Nesta altura delicada em que se adivinha a iminência do surgimento do coronavírus e do seu estreito convívio com as nossas insuficiências, torna-se urgente, direi mesmo que é necessário acordar da longa bebedeira, curar a ressaca e encontrar a sobriedade capaz de encarar os desafios que a sociedade angolana terá pela frente. Jovem e moderna, cada vez mais afastada dos kimbandas e dos exclusivistas, a nossa população terá, se pretender futuro, que se vira para acções firmes de cidadania, colectivas, idealistas e solidárias que permitam animar a sua esperança no porvir. Afastando-se do ócio e da boémia, da ganância, da vaidade e da inveja, abolindo a falta de respeito e a ausência do estudo, certamente compreenderá melhor que o Governo não é nenhum Corpo de Bombeiros que atende ao primeiro toque. Nós, sociedade civil, teremos que ser os bombeiros, nas fases difíceis da nossa vida e, por isso, devemos estar preparados para os testes ao trabalho (mesmo que o Estado não dê emprego), à solidariedade, à educação e ao bom senso, à recuperação dos afectos, ao voluntarismo que negamos e à boa vontade que escondemos.

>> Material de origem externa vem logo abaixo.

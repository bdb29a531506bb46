// Axum middleware that resolves the active tenant for each request and
// attaches a schema-scoped database client for downstream handlers.

use crate::context::TenantContext;
use crate::extractor::{claims_from_request, TenantClaims};
use axum::{
    extract::{Request, State},
    http::StatusCode,
    middleware::Next,
    response::Response,
    Json,
};
use pgtenant_database::{
    sanitize_error, ClientFactory, DatabaseError, TenantClientPool, TenantStore,
};
use pgtenant_models::Tenant;
use sqlx::PgPool;
use std::sync::Arc;

/// JSON error body returned by the middleware.
#[derive(Debug, Clone, serde::Serialize)]
pub struct ErrorResponse {
    pub error: String,
    pub message: String,
}

impl ErrorResponse {
    pub fn new(error: &str, message: &str) -> Self {
        Self {
            error: error.to_string(),
            message: message.to_string(),
        }
    }
}

/// Caller-supplied authorization hook.
///
/// Runs after the tenant row is loaded and must return `true` for the
/// request to proceed. This is the defense against a caller presenting a
/// tenant identifier they do not belong to: the claim alone is never
/// sufficient when a hook is configured.
pub type AccessCheck = Arc<dyn Fn(&TenantClaims, &Tenant) -> bool + Send + Sync>;

/// Shared state for [`resolve_tenant`].
pub struct TenancyState<F: ClientFactory> {
    pub store: Arc<dyn TenantStore>,
    pub pool: Arc<TenantClientPool<F>>,
    pub verify_access: Option<AccessCheck>,
    /// When `true`, requests without a tenant claim pass through unscoped
    /// instead of being rejected.
    pub allow_no_tenant: bool,
    /// Shared public-schema handle exposed to handlers via the context.
    pub public_db: Option<PgPool>,
}

impl<F: ClientFactory> TenancyState<F> {
    pub fn new(store: Arc<dyn TenantStore>, pool: Arc<TenantClientPool<F>>) -> Self {
        Self {
            store,
            pool,
            verify_access: None,
            allow_no_tenant: false,
            public_db: None,
        }
    }

    pub fn with_verify_access(mut self, check: AccessCheck) -> Self {
        self.verify_access = Some(check);
        self
    }

    pub fn with_allow_no_tenant(mut self, allow: bool) -> Self {
        self.allow_no_tenant = allow;
        self
    }

    pub fn with_public_db(mut self, public_db: PgPool) -> Self {
        self.public_db = Some(public_db);
        self
    }
}

/// Middleware to resolve the active tenant and attach a scoped client
pub async fn resolve_tenant<F: ClientFactory>(
    State(state): State<Arc<TenancyState<F>>>,
    mut request: Request,
    next: Next,
) -> Result<Response, (StatusCode, Json<ErrorResponse>)> {
    let claims = claims_from_request(&request).unwrap_or_default();

    let key = match claims.tenant_id.clone() {
        Some(key) => key,
        None => {
            if state.allow_no_tenant {
                return Ok(next.run(request).await);
            }
            return Err((
                StatusCode::UNAUTHORIZED,
                Json(ErrorResponse::new(
                    "missing_tenant",
                    "No tenant identifier in request claims",
                )),
            ));
        }
    };

    let tenant = state.store.find_by_id_or_slug(&key).await.map_err(|e| {
        // Fail closed: an unresolvable tenant is indistinguishable from a
        // missing one as far as the caller is concerned.
        match e {
            DatabaseError::NotFound(_) => (
                StatusCode::NOT_FOUND,
                Json(ErrorResponse::new("tenant_not_found", "Unknown tenant")),
            ),
            other => {
                tracing::error!(
                    tenant = %key,
                    error = %sanitize_error(&other.to_string()),
                    "tenant lookup failed"
                );
                (
                    StatusCode::NOT_FOUND,
                    Json(ErrorResponse::new("tenant_not_found", "Unknown tenant")),
                )
            }
        }
    })?;

    if !tenant.is_active() {
        return Err((
            StatusCode::FORBIDDEN,
            Json(ErrorResponse::new(
                "tenant_not_active",
                &format!("Tenant is {}", tenant.status),
            )),
        ));
    }

    if let Some(verify) = &state.verify_access {
        if !verify(&claims, &tenant) {
            tracing::warn!(tenant = %tenant.slug, "tenant access check rejected request");
            return Err((
                StatusCode::FORBIDDEN,
                Json(ErrorResponse::new(
                    "tenant_access_denied",
                    "Caller is not authorized for this tenant",
                )),
            ));
        }
    }

    let client = state
        .pool
        .get_client(&tenant.schema_name)
        .await
        .map_err(|e| {
            tracing::error!(tenant = %tenant.slug, error = %e, "failed to obtain tenant client");
            (
                StatusCode::INTERNAL_SERVER_ERROR,
                Json(ErrorResponse::new(
                    "tenant_connection_failed",
                    &sanitize_error(&e.to_string()),
                )),
            )
        })?;

    let mut context = TenantContext::new(tenant, client);
    if let Some(public_db) = &state.public_db {
        context.public_db = Some(public_db.clone());
    }
    request.extensions_mut().insert(context);

    Ok(next.run(request).await)
}

#[cfg(test)]
mod tests {
    use super::*;
    use async_trait::async_trait;
    use axum::{body::Body, middleware, routing::get, Extension, Router};
    use chrono::Utc;
    use http_body_util::BodyExt;
    use pgtenant_database::{PoolClient, PoolConfig};
    use pgtenant_models::{CreateTenant, TenantStatus, UpdateTenant};
    use std::collections::HashMap;
    use std::sync::Mutex;
    use tower::ServiceExt;
    use uuid::Uuid;

    #[derive(Default)]
    struct FakeStore {
        tenants: Mutex<HashMap<String, Tenant>>,
    }

    impl FakeStore {
        fn insert(&self, slug: &str, status: TenantStatus) -> Tenant {
            let tenant = Tenant {
                id: Uuid::new_v4(),
                slug: slug.to_string(),
                name: slug.to_string(),
                schema_name: format!("tenant_{}", slug.replace('-', "_")),
                status,
                metadata: serde_json::json!({}),
                created_at: Utc::now(),
                updated_at: Utc::now(),
            };
            self.tenants
                .lock()
                .unwrap()
                .insert(slug.to_string(), tenant.clone());
            tenant
        }
    }

    #[async_trait]
    impl TenantStore for FakeStore {
        async fn create(
            &self,
            _request: &CreateTenant,
            _schema_name: &str,
        ) -> pgtenant_database::Result<Tenant> {
            unimplemented!("not used by middleware")
        }

        async fn find_by_id_or_slug(&self, key: &str) -> pgtenant_database::Result<Tenant> {
            self.tenants
                .lock()
                .unwrap()
                .get(key)
                .cloned()
                .ok_or_else(|| DatabaseError::not_found("Tenant", key))
        }

        async fn find_many(
            &self,
            _status: Option<TenantStatus>,
            _limit: i64,
            _offset: i64,
        ) -> pgtenant_database::Result<Vec<Tenant>> {
            Ok(Vec::new())
        }

        async fn update_status(
            &self,
            _id: Uuid,
            _status: TenantStatus,
        ) -> pgtenant_database::Result<Tenant> {
            unimplemented!("not used by middleware")
        }

        async fn update(
            &self,
            _id: Uuid,
            _update: &UpdateTenant,
        ) -> pgtenant_database::Result<Tenant> {
            unimplemented!("not used by middleware")
        }

        async fn delete(&self, _id: Uuid) -> pgtenant_database::Result<()> {
            unimplemented!("not used by middleware")
        }
    }

    #[derive(Clone)]
    struct FakeClient {
        schema_name: String,
    }

    #[async_trait]
    impl PoolClient for FakeClient {
        async fn disconnect(&self) {}
    }

    struct FakeFactory;

    #[async_trait]
    impl ClientFactory for FakeFactory {
        type Client = FakeClient;

        async fn create_client(
            &self,
            schema_name: &str,
        ) -> pgtenant_database::Result<FakeClient> {
            Ok(FakeClient {
                schema_name: schema_name.to_string(),
            })
        }
    }

    async fn scoped_handler(
        Extension(ctx): Extension<TenantContext<FakeClient>>,
    ) -> String {
        format!("{}:{}", ctx.tenant.slug, ctx.db.schema_name)
    }

    async fn unscoped_handler() -> &'static str {
        "unscoped"
    }

    fn app(state: Arc<TenancyState<FakeFactory>>) -> Router {
        Router::new()
            .route("/", get(scoped_handler))
            .route_layer(middleware::from_fn_with_state(
                state,
                resolve_tenant::<FakeFactory>,
            ))
    }

    fn state_with(store: FakeStore) -> Arc<TenancyState<FakeFactory>> {
        let pool = TenantClientPool::new(FakeFactory, PoolConfig::default());
        Arc::new(TenancyState::new(Arc::new(store), pool))
    }

    fn request_with_claims(tenant_id: Option<&str>) -> Request {
        let mut request = Request::builder().uri("/").body(Body::empty()).unwrap();
        if let Some(id) = tenant_id {
            request.extensions_mut().insert(TenantClaims::new(id));
        }
        request
    }

    async fn body_string(response: Response) -> String {
        let bytes = response.into_body().collect().await.unwrap().to_bytes();
        String::from_utf8(bytes.to_vec()).unwrap()
    }

    #[tokio::test]
    async fn test_missing_claim_is_unauthorized() {
        let state = state_with(FakeStore::default());

        let response = app(state)
            .oneshot(request_with_claims(None))
            .await
            .unwrap();
        assert_eq!(response.status(), StatusCode::UNAUTHORIZED);
    }

    #[tokio::test]
    async fn test_missing_claim_passes_through_when_allowed() {
        let store = FakeStore::default();
        let pool = TenantClientPool::new(FakeFactory, PoolConfig::default());
        let state = Arc::new(
            TenancyState::new(Arc::new(store), pool).with_allow_no_tenant(true),
        );

        let app = Router::new()
            .route("/", get(unscoped_handler))
            .route_layer(middleware::from_fn_with_state(
                state,
                resolve_tenant::<FakeFactory>,
            ));

        let response = app.oneshot(request_with_claims(None)).await.unwrap();
        assert_eq!(response.status(), StatusCode::OK);
        assert_eq!(body_string(response).await, "unscoped");
    }

    #[tokio::test]
    async fn test_unknown_tenant_is_not_found() {
        let state = state_with(FakeStore::default());

        let response = app(state)
            .oneshot(request_with_claims(Some("ghost")))
            .await
            .unwrap();
        assert_eq!(response.status(), StatusCode::NOT_FOUND);
    }

    #[tokio::test]
    async fn test_inactive_tenant_is_forbidden() {
        let store = FakeStore::default();
        store.insert("dormant", TenantStatus::Suspended);
        let state = state_with(store);

        let response = app(state)
            .oneshot(request_with_claims(Some("dormant")))
            .await
            .unwrap();
        assert_eq!(response.status(), StatusCode::FORBIDDEN);
    }

    #[tokio::test]
    async fn test_access_check_rejection_overrides_claim() {
        let store = FakeStore::default();
        store.insert("acme-corp", TenantStatus::Active);
        let pool = TenantClientPool::new(FakeFactory, PoolConfig::default());
        let state = Arc::new(
            TenancyState::new(Arc::new(store), pool)
                .with_verify_access(Arc::new(|_, _| false)),
        );

        let response = app(state)
            .oneshot(request_with_claims(Some("acme-corp")))
            .await
            .unwrap();
        assert_eq!(response.status(), StatusCode::FORBIDDEN);
    }

    #[tokio::test]
    async fn test_active_tenant_gets_scoped_context() {
        let store = FakeStore::default();
        store.insert("acme-corp", TenantStatus::Active);
        let state = state_with(store);
        let pool = state.pool.clone();

        let response = app(state)
            .oneshot(request_with_claims(Some("acme-corp")))
            .await
            .unwrap();
        assert_eq!(response.status(), StatusCode::OK);
        assert_eq!(body_string(response).await, "acme-corp:tenant_acme_corp");
        assert!(pool.has_client("tenant_acme_corp").await);
    }

    #[tokio::test]
    async fn test_access_check_acceptance_passes_claims_and_tenant() {
        let store = FakeStore::default();
        let tenant = store.insert("acme-corp", TenantStatus::Active);
        let pool = TenantClientPool::new(FakeFactory, PoolConfig::default());
        let expected_id = tenant.id;
        let state = Arc::new(TenancyState::new(Arc::new(store), pool).with_verify_access(
            Arc::new(move |claims: &TenantClaims, tenant: &Tenant| {
                claims.tenant_id.as_deref() == Some("acme-corp") && tenant.id == expected_id
            }),
        ));

        let response = app(state)
            .oneshot(request_with_claims(Some("acme-corp")))
            .await
            .unwrap();
        assert_eq!(response.status(), StatusCode::OK);
    }
}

Vi e ouvi um dia destes, voltei a vê-las e ouvi-las hoje. Algumas alarmam. São notícias acerca das medidas de prevenção adoptadas pelo país fora contra o coronavírus. Fiquei preocupado mas animado! Ouvi um estrangeiro a falar do crescimento acelerado da pandemia, da fragilidade dos sistemas de saúde implantados em África e da situação socioeconómica dos seus habitantes. Foi dito que o caso pode ter longevidade temporária e ao mesmo tempo longa. Arrepiei-me! O preço do petróleo está em queda desenfreada. Que se lixe! Pensando melhor, pode até ser útil. Vai aprender-se a gastar menos e a trabalhar mais noutros recursos. Mas, apesar deste conjunto assustador de sérias ameaças, que nada, mas nada mesmo, nos impeça de enfrentar esta guerra. Através das instituições da sociedade civil, da solidariedade que emana delas, alcançaremos hábitos de defesa própria e saberemos sobreviver, escolhendo com melhor critério quem nos dirija. Festejaremos depois a nossa maior vitória!